Das streift die Frage des Öffentlichen und Privaten und inwieweit es diese Abtrennung noch gibt, wenn man eine Person des öffentlichen Lebens ist. Meiner Meinung nach ist Christopher dies durchaus. Er ist in einer der beiden Landtagsfraktionen einer Partei mit über 27.000 Mitgliedern, er ist im Landtagswahlkampf öffentlich aufgetreten und hatte keine Probleme damit, sich vor der Kamera zu zeigen. Er selbst bezeichnet sich als „gläserner Abgeordneter“. Man kann von einem erwachsenen Menschen verlangen, dass er sich vor der Wahl in ein solches Mandat reiflich Gedanken darüber macht, welche Konsequenzen es für sein Privatleben haben kann.
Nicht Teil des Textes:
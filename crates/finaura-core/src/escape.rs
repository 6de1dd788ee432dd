//! HTML escaping for text and attribute values.

/// Escape for embedding in HTML attribute values.
///
/// Escapes: `& < > " '`
#[must_use]
pub fn escape_attr(s: &str) -> String {
    s.replace('&', "&amp;")
        .replace('<', "&lt;")
        .replace('>', "&gt;")
        .replace('"', "&quot;")
        .replace('\'', "&#x27;")
}

/// Escape for embedding in HTML element content (e.g., `<title>`).
///
/// Only escapes `& < >`; quotes are safe in element text.
#[must_use]
pub fn escape_text(s: &str) -> String {
    s.replace('&', "&amp;")
        .replace('<', "&lt;")
        .replace('>', "&gt;")
}

#[cfg(test)]
mod tests {
    use super::*;

    #[test]
    fn escape_attr_all_chars() {
        assert_eq!(
            escape_attr("a<b>c&d\"e'f"),
            "a&lt;b&gt;c&amp;d&quot;e&#x27;f"
        );
    }

    #[test]
    fn escape_text_keeps_quotes() {
        assert_eq!(escape_text("a<b>c&d\"e'f"), "a&lt;b&gt;c&amp;d\"e'f");
    }

    #[test]
    fn german_copy_passes_through() {
        let s = "Säule 3a – So funktioniert’s";
        assert_eq!(escape_text(s), s);
    }
}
Auf dem Parteitag gerierte er sich als Medienprofi, der nicht den Eindruck machte, er wüsste nicht, was Öffentlichkeit und vor allem mediale Öffentlichkeit bedeutet.

Wenn Christopher also in der WELT, die öffentlich ist, seine Meinung vertritt, dann tut er das auch als Mandatsträger der Piratenpartei. Die Piratenpartei hat ihn auf die Landesliste gewählt, ihm somit ihr Vertrauen geschenkt. Sie haben ihn in die erste Reihe geschickt und damit beauftragt, die Piratenpartei nach außen hin zu vertreten. Daher wird jede öffentlich getätigte Aussage Christophers, auch wenn sie in der WELT als Privatmeinung deklariert ist, mit seinem Mandat und der Piratenpartei assoziiert.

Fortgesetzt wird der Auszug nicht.